Aguiar JPL*, Souza FCA and Alves EO

Department of Physical Chemistry of Food (LFQA) Manaus, Brazil

*Corresponding author: Aguiar JPL, Department of Physical Chemistry of Food (LFQA) Manaus, Brazil

Submission: July 26, 2021;Published: August 16, 2021

DOI: 10.31031/NRS.2021.09.000706

Volume9 Issue2
August, 2021

Introduction

The jenipapeiro belongs to the Rubiaceae family, having a wide geographic distribution. In Brazil, it ranges from the border with Guyana and Marajó to São Paulo and Mato Grosso. Outside Brazil, its distribution is also vast, extending from Mexico to the Antilles [1]. The fruiting period, an interval that goes from the appearance of young fruits to maturity, complete dehiscence or the fall of indehiscent fruits, varies greatly from species to species [2]. It can be seen that the jenipapeiro, a typical species of riparian forest, concentrates its fruiting during the flood season and that its great representation on the banks of rivers suggests that the seeds can also be dispersed by water [3]. Considering that with the period of floods (December to February) there is an increase in density and a decrease in buoyancy, it is assumed that this phase corresponds to the beginning of the process of fixation of the fruits in the soil. With the decrease in rainfall, the flood waters return to the riverbed, when most of the fruits are ripe [4].

The fruits are of the sub-globose berry type, 8 to 10cm long and 6 to 7cm in diameter, soft, brown or yellowish-brown, membranous, thin and wrinkled skin and up to 8.5cm in diameter [5]. The pulp is sweet, with a characteristic and pronounced “flavor” [6], and is usually consumed in the form of jams, candied drinks, ice cream, soft drinks, liquor and wine [1]. Trees between 15 and 20 years old produce an average of 400 to 600 fruits per year [7], where their fruits are used empirically by the population to fight anemia [8]. The search in popular medicine for natural sources for the treatment of non-communicable diseases, including anemia, has been intensified in recent decades, as it is a public health problem [9].
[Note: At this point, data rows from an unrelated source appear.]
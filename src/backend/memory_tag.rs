//! Memory tag to buffer placement resolution
//!
//! Connectivity tags name the memory bank a kernel port is wired to. The
//! vendor runtime expects a bank flag in the extended-pointer descriptor:
//!
//! | tag              | flag                      |
//! |------------------|---------------------------|
//! | `bank0`..`bank3` | DDR bank 0..3 (`1 << n`)  |
//! | `DDR[0]`..`DDR[3]` | DDR bank 0..3 (`1 << n`)|
//! | `HBM[0]`..`HBM[31]` | `n | XCL_MEM_TOPOLOGY`  |

/// DDR bank flags
pub const XCL_MEM_DDR_BANK0: u32 = 1 << 0;
pub const XCL_MEM_DDR_BANK1: u32 = 1 << 1;
pub const XCL_MEM_DDR_BANK2: u32 = 1 << 2;
pub const XCL_MEM_DDR_BANK3: u32 = 1 << 3;

/// Marks the low bits of the flag as a memory topology index
pub const XCL_MEM_TOPOLOGY: u32 = 1 << 31;

pub const DDR_BANK_COUNT: u32 = 4;
pub const HBM_BANK_COUNT: u32 = 32;

/// Placement requested for a buffer through the extended-pointer descriptor
///
/// `flags == 0` means the argument is known but carries no usable tag; the
/// runtime then picks the bank.
#[derive(Debug, Clone, Copy, PartialEq, Eq, Default)]
pub struct BankPlacement {
    pub flags: u32,
}

impl BankPlacement {
    pub fn new(flags: u32) -> Self {
        BankPlacement { flags }
    }

    pub fn unplaced() -> Self {
        BankPlacement::default()
    }

    pub fn is_placed(&self) -> bool {
        self.flags != 0
    }
}

/// Resolve a memory tag into a bank flag
///
/// Empty tags are not looked up. Unknown tags are logged and yield `None`.
pub fn resolve_memory_tag(tag: &str) -> Option<u32> {
    if tag.is_empty() {
        return None;
    }
    let flag = lookup(tag);
    if flag.is_none() {
        tracing::warn!("Unknown argument memory tag: {}", tag);
    }
    flag
}

/// Placement for an argument with an optional tag
pub fn placement_for_tag(tag: Option<&str>) -> BankPlacement {
    tag.and_then(resolve_memory_tag)
        .map(BankPlacement::new)
        .unwrap_or_default()
}

fn lookup(tag: &str) -> Option<u32> {
    if let Some(bank) = tag.strip_prefix("bank") {
        return ddr_flag(bank);
    }
    if let Some(bank) = bracketed(tag, "DDR") {
        return ddr_flag(bank);
    }
    if let Some(bank) = bracketed(tag, "HBM") {
        let index = parse_index(bank)?;
        return (index < HBM_BANK_COUNT).then_some(index | XCL_MEM_TOPOLOGY);
    }
    None
}

fn bracketed<'a>(tag: &'a str, prefix: &str) -> Option<&'a str> {
    tag.strip_prefix(prefix)?.strip_prefix('[')?.strip_suffix(']')
}

fn ddr_flag(bank: &str) -> Option<u32> {
    let index = parse_index(bank)?;
    (index < DDR_BANK_COUNT).then(|| 1 << index)
}

/// Plain decimal without sign or leading zeros, so `bank01` stays unknown
fn parse_index(digits: &str) -> Option<u32> {
    let canonical = !digits.is_empty()
        && digits.bytes().all(|b| b.is_ascii_digit())
        && (digits == "0" || !digits.starts_with('0'));
    if canonical {
        digits.parse().ok()
    } else {
        None
    }
}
Iron deficiency anemia has increased in recent decades and affects approximately two billion people worldwide [9]. It stands out as the main nutritional deficiency, given its magnitude and the deleterious effects on the individual’s health, representing considerable harm to health, with associated reduced work capacity, apathy, persistent fatigue, shortness of breath, palpitations, headaches, dizziness and irritability [10]. Among the biological segments most vulnerable to the problem are women in the reproductive period, particularly during pregnancy, and children in the first years of life [4,11,12]. In Brazil, there is no national information on the extent and geographic distribution of the prevalence of iron deficiency anemia, but specific studies indicate that anemia is a public health problem in view of its magnitude in our country [13]. Studies have shown a tendency for the problem to worsen, as the prevalence of anemia in preschool children rose from 35.6% in 1984/85 [14] to 46.9% in 1995/96 [13], in the city of São Paulo/Brazil; and from 19.3% in 1981/82 to 36.4% in 1992 in the state of Paraíba/Brazil [15]. Anemia results from the interaction of multiple etiological factors. Among them, one of the most important causes is the deficient intake of iron, especially in the heme form, due to the low consumption of foods of animal origin and/ or low bioavailability [16,17].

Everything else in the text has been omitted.